◆ Dataset entries:
- - -

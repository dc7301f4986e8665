use crate::{
    error::SlapError,
    linalg::triangular_solve::{self, solve_triangular_in_place_impl},
    MatMut, MatRef,
};
use reborrow::*;

/// Given the Cholesky factor of a matrix `A`, solves `A × X = rhs` and stores the result in
/// `rhs`.
///
/// `cholesky_factor` is the output of
/// [`cholesky_in_place`](super::compute::cholesky_in_place), only the lower triangle of the
/// logical matrix is read. This holds for a factor computed through a transposed view as well,
/// in which case `L` lives in the upper triangle of the storage.
/// The system is solved with a forward substitution on `L` followed by a backward substitution
/// on `Lᵀ`.
///
/// # Errors
/// Same as [`triangular_solve::solve_lower_triangular_in_place`].
pub fn solve_in_place(cholesky_factor: MatRef<'_>, rhs: MatMut<'_>) -> Result<(), SlapError> {
    let mut rhs = rhs;
    solve_triangular_in_place_impl(
        "cholesky::solve_in_place",
        cholesky_factor,
        rhs.rb_mut(),
        false,
    )?;
    triangular_solve::solve_upper_triangular_in_place(cholesky_factor.transpose(), rhs.rb_mut())
}
//! Reductions over the elements of a matrix.
//!
//! The matrix is traversed in column-major logical order, so strided and transposed views give
//! the same result as their dense counterparts. Scalar reductions of an invalid view return
//! `NaN` (the reason is reported through the diagnostics).

use crate::{
    error::slap_error,
    iter::{Cursor, Position},
    mat::ShapeDisplay,
    MatRef, SlapError,
};

#[inline]
fn fold(mat: MatRef<'_>, init: f64, mut f: impl FnMut(f64, f64) -> f64) -> f64 {
    if mat.check().is_err() {
        return f64::NAN;
    }
    let data = mat.as_slice();
    Cursor::new(mat.layout()).fold(init, |acc, pos| f(acc, data[pos.offset]))
}

/// Returns the sum of the elements of `mat`.
pub fn sum(mat: MatRef<'_>) -> f64 {
    fold(mat, 0.0, |acc, x| acc + x)
}

/// Returns the sum of the squares of the elements of `mat`.
pub fn norm_l2_squared(mat: MatRef<'_>) -> f64 {
    fold(mat, 0.0, |acc, x| acc + x * x)
}

/// Returns the Frobenius norm of `mat`, the two-norm for a vector.
pub fn norm_l2(mat: MatRef<'_>) -> f64 {
    libm::sqrt(norm_l2_squared(mat))
}

/// Returns the sum of the absolute values of the elements of `mat`.
pub fn norm_l1(mat: MatRef<'_>) -> f64 {
    fold(mat, 0.0, |acc, x| acc + libm::fabs(x))
}

/// Returns the largest absolute value of the elements of `mat`, `0.0` if it is empty.
pub fn norm_max(mat: MatRef<'_>) -> f64 {
    fold(mat, 0.0, |acc, x| {
        let x = libm::fabs(x);
        if x > acc {
            x
        } else {
            acc
        }
    })
}

fn arg_best(mat: MatRef<'_>, better: impl Fn(f64, f64) -> bool) -> Option<(Position, f64)> {
    mat.check().ok()?;
    let data = mat.as_slice();
    let mut best: Option<(Position, f64)> = None;
    for pos in Cursor::new(mat.layout()) {
        let value = data[pos.offset];
        match best {
            Some((_, current)) if !better(value, current) => {}
            _ => best = Some((pos, value)),
        }
    }
    best
}

/// Returns the position and value of the largest element of `mat`, the first one in
/// column-major order in case of ties.
///
/// Returns `None` if `mat` is empty or invalid.
///
/// # Example
/// ```
/// use slap::{linalg::reductions::arg_max, mat};
///
/// let a = mat![[0.0, -5.0, 1.0], [-2.0, 2.0, 2.0]];
/// let (pos, value) = arg_max(a.as_ref()).unwrap();
/// assert_eq!((pos.row, pos.col, pos.linear), (1, 1, 3));
/// assert_eq!(value, 2.0);
/// ```
pub fn arg_max(mat: MatRef<'_>) -> Option<(Position, f64)> {
    arg_best(mat, |value, current| value > current)
}

/// Returns the position and value of the smallest element of `mat`, the first one in
/// column-major order in case of ties.
///
/// Returns `None` if `mat` is empty or invalid.
pub fn arg_min(mat: MatRef<'_>) -> Option<(Position, f64)> {
    arg_best(mat, |value, current| value < current)
}

/// Returns the largest element of `mat`, `-inf` if it is empty.
pub fn max(mat: MatRef<'_>) -> f64 {
    arg_max(mat).map_or(f64::NEG_INFINITY, |(_, value)| value)
}

/// Returns the smallest element of `mat`, `+inf` if it is empty.
pub fn min(mat: MatRef<'_>) -> f64 {
    arg_min(mat).map_or(f64::INFINITY, |(_, value)| value)
}

/// Returns the Frobenius norm of `lhs - rhs`.
///
/// Returns `+inf` if either matrix is invalid or if their logical shapes differ.
pub fn normed_difference(lhs: MatRef<'_>, rhs: MatRef<'_>) -> f64 {
    if lhs.check().is_err() || rhs.check().is_err() {
        return f64::INFINITY;
    }
    if lhs.shape() != rhs.shape() {
        let _: Result<(), SlapError> = slap_error!(
            SlapError::IncompatibleDimensions,
            "cannot compare matrices of sizes {} and {}",
            ShapeDisplay(lhs.layout()),
            ShapeDisplay(rhs.layout())
        );
        return f64::INFINITY;
    }

    let mut diff = 0.0;
    for pos in lhs.positions() {
        let d = lhs.read(pos.row, pos.col) - rhs.read(pos.row, pos.col);
        diff += d * d;
    }
    libm::sqrt(diff)
}

#[cfg(test)]
mod tests {
    use super::*;
    use crate::{mat, Mat};
    use assert_approx_eq::assert_approx_eq;

    #[test]
    fn extrema() {
        let a = Mat::from_column_major_vec(vec![0.0, -2.0, -5.0, 2.0, 1.0, 2.0], 2, 3);
        let (pos, value) = arg_max(a.as_ref()).unwrap();
        assert_eq!((pos.row, pos.col, pos.linear), (1, 1, 3));
        assert_eq!(value, 2.0);

        let (pos, value) = arg_min(a.as_ref()).unwrap();
        assert_eq!((pos.row, pos.col, pos.linear), (0, 1, 2));
        assert_eq!(value, -5.0);

        let (pos, _) = arg_max(a.as_ref().transpose()).unwrap();
        assert_eq!((pos.row, pos.col), (1, 1));

        assert_eq!(arg_max(Mat::zeros(0, 3).as_ref()), None);
        assert_eq!(max(Mat::zeros(0, 3).as_ref()), f64::NEG_INFINITY);
    }

    #[test]
    fn vector_norms() {
        let x = Mat::from_column_major_vec(vec![1.0, 0.0, -6.0, -10.0, 0.5, 1.0], 6, 1);
        let x = x.as_ref();
        assert_eq!(max(x), 1.0);
        assert_eq!(arg_max(x).unwrap().0.linear, 0);
        assert_eq!(min(x), -10.0);
        assert_eq!(arg_min(x).unwrap().0.linear, 3);

        let squared = 1.0 + 36.0 + 100.0 + 0.25 + 1.0;
        assert_approx_eq!(norm_l2_squared(x), squared);
        assert_approx_eq!(norm_l2(x), libm::sqrt(squared));
        assert_approx_eq!(norm_l1(x), 18.5);
        assert_approx_eq!(norm_max(x), 10.0);
        assert_approx_eq!(sum(x), -13.5);
    }

    #[test]
    fn strided_sum() {
        let a = Mat::from_fn(4, 4, |i, j| (i + 4 * j) as f64);
        let sub = a.as_ref().submatrix(1, 1, 2, 2).unwrap();
        assert_eq!(sum(sub), 5.0 + 6.0 + 9.0 + 10.0);
        assert_eq!(sum(sub.transpose()), 30.0);
    }

    #[test]
    fn differences() {
        let a = mat![[1.0, 2.0], [3.0, 4.0]];
        let b = mat![[1.0, 2.0], [3.0, 6.0]];
        assert_approx_eq!(normed_difference(a.as_ref(), b.as_ref()), 2.0);
        assert_eq!(normed_difference(a.as_ref(), a.as_ref()), 0.0);
        assert_eq!(
            normed_difference(a.as_ref(), Mat::zeros(2, 3).as_ref()),
            f64::INFINITY,
        );

        let mut freed = Mat::zeros(2, 2);
        freed.free().unwrap();
        assert_eq!(normed_difference(a.as_ref(), freed.as_ref()), f64::INFINITY);
        assert!(sum(freed.as_ref()).is_nan());
    }
}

- - -

◆ TASK ITEM:
In the entries above, tally the lines that include the string "Some". Give the figure only.

◆ ANSWER FOR THE TASK:
2